On a Tuesday afternoon last May, Brad Anderson found himself stumped. As an international trade specialist for the U.S. Commercial Service division at the Department of Commerce, it's Anderson's job to help American corporations conduct business overseas. But when a U.S.-based software company called with a question, he didn't know what to advise. The company wanted to close a deal with a customer in Poland, but the buyer wanted to charge the U.S. company a 20 percent withholding tax, a tax it attributed to Poland's recent admission into the European Union. Was the tax legitimate?
To find out, Anderson turned to the DOC Insider, an expertise location system that the department had recently purchased from Bellevue, Wash.-based AskMe Corp. After typing in his question, Anderson first found some documents that were related to his query, but they didn't explain the EU tax code completely. Anderson next asked the system to search the 1,700-strong Commercial Service for a real "live" expert, and, within seconds, he was given a list of 80 people in the department who might be able to help him. Of those, he chose the six people he felt were most qualified and then forwarded his query.
Before the DOC Insider was in place, Anderson says, it would have taken him about three days to answer the same question. "You have to make a million phone calls and deal with time zones," he says. Thanks to the expertise location system, however, he had three responses within minutes, a complete answer within an hour, and the sale went through the following morning. Anderson estimates that he now uses the system for roughly 40 percent of the work he does.
The DOC Insider is an invaluable tool, Anderson says, and it's helping his division meet its mandate. In 2002, the organization conducted 150,000 counseling sessions with U.S. companies and helped orchestrate more than $23 billion in business. In fiscal 2003, those figures increased to 165,000 and $34 billion, respectively—and demand has continued to grow in 2004. The DoC won't say how much of its increased business the DOC Insider supports, but program director Laura McCall thinks the tool is vital enough to provide to other units at the agency. In the nine months the system has been in place, she says, it has saved her department more than 1,000 man hours.
Nor is the DoC alone in having success with an expertise location system, or ELS. Thanks to greater bandwidth, plummeting storage costs and new tools such as enterprise instant messaging, companies large and small—from consumer package goods manufacturers to pharmaceutical companies to law firms—are turning to ELS to help foster collaboration and knowledge sharing. There's even talk that ELS might redeem investments in knowledge management.
For the most part, knowledge-management databases have depended heavily on employees to volunteer data. These repositories also lacked management and workflow processes needed to support the system and keep it up to date. What's more, there was no way to find information unless you already had a good idea of what you were looking for. Databases relied on simple keyword searching of documents, and little else. In short, before you could search effectively, you had to know where to search. ELS, on the other hand, lets employees find and connect with colleagues—whether they're across the country or across the room—to solve critical business problems, and it can identify potential experts even if they haven't recently updated their skills profile in a database.
Think of it as a dynamic company directory: a search engine that lets you ask a question and then hunts down the right person to answer it for you, instantly. The software trawls through your company's e-mails and documents, looking for specific search phrases to determine who's most knowledgeable about certain topics. From that data, the software decides who's the best person to ask and automatically contacts that person. Once the query has been answered, the software logs the information and adds it to its ever-growing knowledge database. This way, if the same question is asked again, the expert won't have to answer it a second time.

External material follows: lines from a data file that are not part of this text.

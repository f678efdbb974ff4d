//! Graph store for the topology editor.
//!
//! The store is the single owner of editor nodes and links and of the id
//! allocator that names them. There is no process-wide id state: every
//! allocation goes through a [`GraphStore`] value.
//!
//! All operations are synchronous. Exactly one mutation of allocator or store
//! state may be in flight at a time; a multi-threaded host must serialize
//! access (e.g. behind a single `Mutex<GraphStore>`).

mod allocator;
mod error;
mod store;

pub use allocator::IdAllocator;
pub use error::GraphError;
pub use store::GraphStore;
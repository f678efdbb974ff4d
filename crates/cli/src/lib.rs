//! Building blocks behind the `topotrace` binary.
//!
//! Each subcommand is a plain function over the library crates so it can be
//! exercised without a terminal.

use std::collections::BTreeMap;
use std::fmt;
use std::time::Duration;
use thiserror::Error;
use topotrace_client::ClientError;
use topotrace_editor::{Command, CommandLog, EditError};
use topotrace_graph::GraphStore;
use topotrace_replay::{PacerConfig, ReplayEngine, ReplayError, TickPacer};
use topotrace_trace::TraceError;
use topotrace_types::{BoundingBox, NodeId, ParsedTrace, TraceEventKind};
use tracing::{debug, info};

/// Errors surfaced by the command-line tool.
#[derive(Debug, Error)]
pub enum CliError {
    #[error(transparent)]
    Trace(#[from] TraceError),

    #[error(transparent)]
    Replay(#[from] ReplayError),

    #[error(transparent)]
    Edit(#[from] EditError),

    #[error(transparent)]
    Client(#[from] ClientError),

    #[error("I/O error: {0}")]
    Io(#[from] std::io::Error),

    #[error("JSON error: {0}")]
    Json(#[from] serde_json::Error),

    #[error("simulation failed: {0}")]
    Simulation(String),
}

// ═══════════════════════════════════════════════════════════════════════════
// inspect
// ═══════════════════════════════════════════════════════════════════════════

/// Counts and extents of a parsed trace.
#[derive(Debug, Clone, PartialEq)]
pub struct TraceSummary {
    pub nodes: usize,
    pub links: usize,
    pub events: usize,
    pub events_by_kind: BTreeMap<String, usize>,
    pub max_time: f64,
    pub bounds: Option<BoundingBox>,
    pub skipped_records: usize,
}

impl TraceSummary {
    pub fn of(trace: &ParsedTrace) -> Self {
        let events_by_kind = [
            TraceEventKind::Enqueue,
            TraceEventKind::Dequeue,
            TraceEventKind::Receive,
            TraceEventKind::Drop,
            TraceEventKind::Hop,
        ]
        .into_iter()
        .map(|kind| (kind.to_string(), trace.count_kind(kind)))
        .filter(|(_, n)| *n > 0)
        .collect();

        Self {
            nodes: trace.nodes.len(),
            links: trace.links.len(),
            events: trace.events.len(),
            events_by_kind,
            max_time: trace.max_time,
            bounds: trace.bounds,
            skipped_records: trace.skipped_records,
        }
    }
}

impl fmt::Display for TraceSummary {
    fn fmt(&self, f: &mut fmt::Formatter<'_>) -> fmt::Result {
        writeln!(f, "nodes:    {}", self.nodes)?;
        writeln!(f, "links:    {}", self.links)?;
        writeln!(f, "events:   {}", self.events)?;
        for (kind, count) in &self.events_by_kind {
            writeln!(f, "  {:<8}{}", kind, count)?;
        }
        writeln!(f, "max time: {:.3}s", self.max_time)?;
        match &self.bounds {
            Some(b) => writeln!(
                f,
                "bounds:   x [{}, {}]  y [{}, {}]",
                b.min_x, b.max_x, b.min_y, b.max_y
            )?,
            None => writeln!(f, "bounds:   -")?,
        }
        write!(f, "skipped:  {}", self.skipped_records)
    }
}

// ═══════════════════════════════════════════════════════════════════════════
// replay
// ═══════════════════════════════════════════════════════════════════════════

/// How to drive a replay from the command line.
#[derive(Debug, Clone)]
pub struct ReplayPlan {
    /// Trace seconds advanced per tick.
    pub step: f64,
    /// Stop once the cursor reaches this time. Defaults to the end of the run.
    pub until: Option<f64>,
    /// Jump here before playing.
    pub seek: Option<f64>,
    /// Print a status line every this many ticks.
    pub report_every: usize,
    pub pacer: PacerConfig,
}

impl Default for ReplayPlan {
    fn default() -> Self {
        Self {
            step: 0.05,
            until: None,
            seek: None,
            report_every: 20,
            pacer: PacerConfig::default(),
        }
    }
}

/// One line of replay output.
#[derive(Debug, Clone, PartialEq)]
pub enum ReplayLine {
    Status { cursor: f64, active: usize },
    LoadRaised { cursor: f64, active: usize },
    LoadCleared { cursor: f64, active: usize },
}

impl fmt::Display for ReplayLine {
    fn fmt(&self, f: &mut fmt::Formatter<'_>) -> fmt::Result {
        match self {
            ReplayLine::Status { cursor, active } => {
                write!(f, "t={:>8.3}s  active={}", cursor, active)
            }
            ReplayLine::LoadRaised { cursor, active } => {
                write!(f, "t={:>8.3}s  load raised ({} active)", cursor, active)
            }
            ReplayLine::LoadCleared { cursor, active } => {
                write!(f, "t={:>8.3}s  load cleared ({} active)", cursor, active)
            }
        }
    }
}

/// Result of a headless replay.
#[derive(Debug, Clone)]
pub struct ReplayReport {
    pub lines: Vec<ReplayLine>,
    pub ticks: usize,
    pub final_cursor: f64,
    pub peak_active: usize,
    /// Sum of the paced intervals, i.e. how long the run takes in real time.
    pub paced_wall_time: Duration,
}

/// Drive `engine` to completion (or `plan.until`) without sleeping.
pub fn run_replay(engine: &mut ReplayEngine, plan: &ReplayPlan) -> Result<ReplayReport, CliError> {
    if !(plan.step.is_finite() && plan.step > 0.0) {
        return Err(ReplayError::InvalidStep(plan.step).into());
    }
    if let Some(until) = plan.until.filter(|t| !t.is_finite()) {
        return Err(ReplayError::InvalidEnd(until).into());
    }
    if let Some(target) = plan.seek {
        engine.seek(target)?;
    }
    let end = plan
        .until
        .unwrap_or(engine.max_time() + engine.config().transit_duration);
    let mut pacer = TickPacer::new(plan.pacer.clone())?;
    let mut report = ReplayReport {
        lines: Vec::new(),
        ticks: 0,
        final_cursor: engine.cursor(),
        peak_active: engine.active_count(),
        paced_wall_time: Duration::ZERO,
    };

    engine.play();
    let mut overloaded = engine.is_overloaded();
    while engine.cursor() < end && !(plan.until.is_none() && engine.is_finished()) {
        let step = plan.step.min(end - engine.cursor());
        engine.tick(step)?;
        report.ticks += 1;
        report.paced_wall_time += pacer.next_interval(engine.is_overloaded());

        let cursor = engine.cursor();
        let active = engine.active_count();
        report.peak_active = report.peak_active.max(active);

        if engine.is_overloaded() != overloaded {
            overloaded = !overloaded;
            report.lines.push(if overloaded {
                ReplayLine::LoadRaised { cursor, active }
            } else {
                ReplayLine::LoadCleared { cursor, active }
            });
        }
        if plan.report_every > 0 && report.ticks % plan.report_every == 0 {
            report.lines.push(ReplayLine::Status { cursor, active });
        }
    }
    engine.pause();
    report.final_cursor = engine.cursor();

    info!(
        ticks = report.ticks,
        cursor = report.final_cursor,
        peak_active = report.peak_active,
        stats = ?engine.stats(),
        "Replay finished"
    );
    Ok(report)
}

// ═══════════════════════════════════════════════════════════════════════════
// generate
// ═══════════════════════════════════════════════════════════════════════════

/// Rebuild a trace's topology in an editor store through undoable commands.
///
/// Links whose endpoints were never described by a node record are skipped.
/// Returns the editor id assigned to each trace node.
pub fn import_topology(
    trace: &ParsedTrace,
    store: &mut GraphStore,
    log: &mut CommandLog,
) -> Result<BTreeMap<u64, NodeId>, CliError> {
    let mut ids = BTreeMap::new();
    for node in trace.nodes.values() {
        log.execute(
            store,
            Command::add_node(node.x.round() as i32, node.y.round() as i32),
        )?;
        if let Some(id) = log.last_applied().and_then(Command::created_node) {
            ids.insert(node.id, id);
        }
    }

    let mut dangling = 0usize;
    for link in &trace.links {
        match (ids.get(&link.src), ids.get(&link.dst)) {
            (Some(&a), Some(&b)) => {
                log.execute(store, Command::add_link(a, b))?;
            }
            _ => dangling += 1,
        }
    }
    debug!(
        nodes = ids.len(),
        links = store.link_count(),
        dangling,
        "Imported trace topology"
    );
    Ok(ids)
}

If that doesn't sound all that new, well strictly speaking, it isn't. ELS has been around for a few years. But, as they say, it's all in the execution, and ELS has been getting renewed attention of late as companies looking to improve business process management report compelling results. In fact, Forrester Research Inc. only recently began tracking the space formally. And while niche vendors such as Tacit Knowledge Systems Inc., AskMe, Participate Systems Inc. and Entopia Inc. are leading the way, major players such as IBM Corp. and PeopleSoft Inc. are sharpening the expertise location systems in their toolboxes, too.
Falling somewhere between human capital management and enterprise content management, the market for expertise location software is still small—less than $100 million, according to Gartner Inc. analyst French Caldwell. But analysts like Caldwell see real potential for ELS to improve corporate efficiency and speed to market. What's more, regular searches of a knowledge database enables executives to determine where their staff's knowledge and skills are lacking.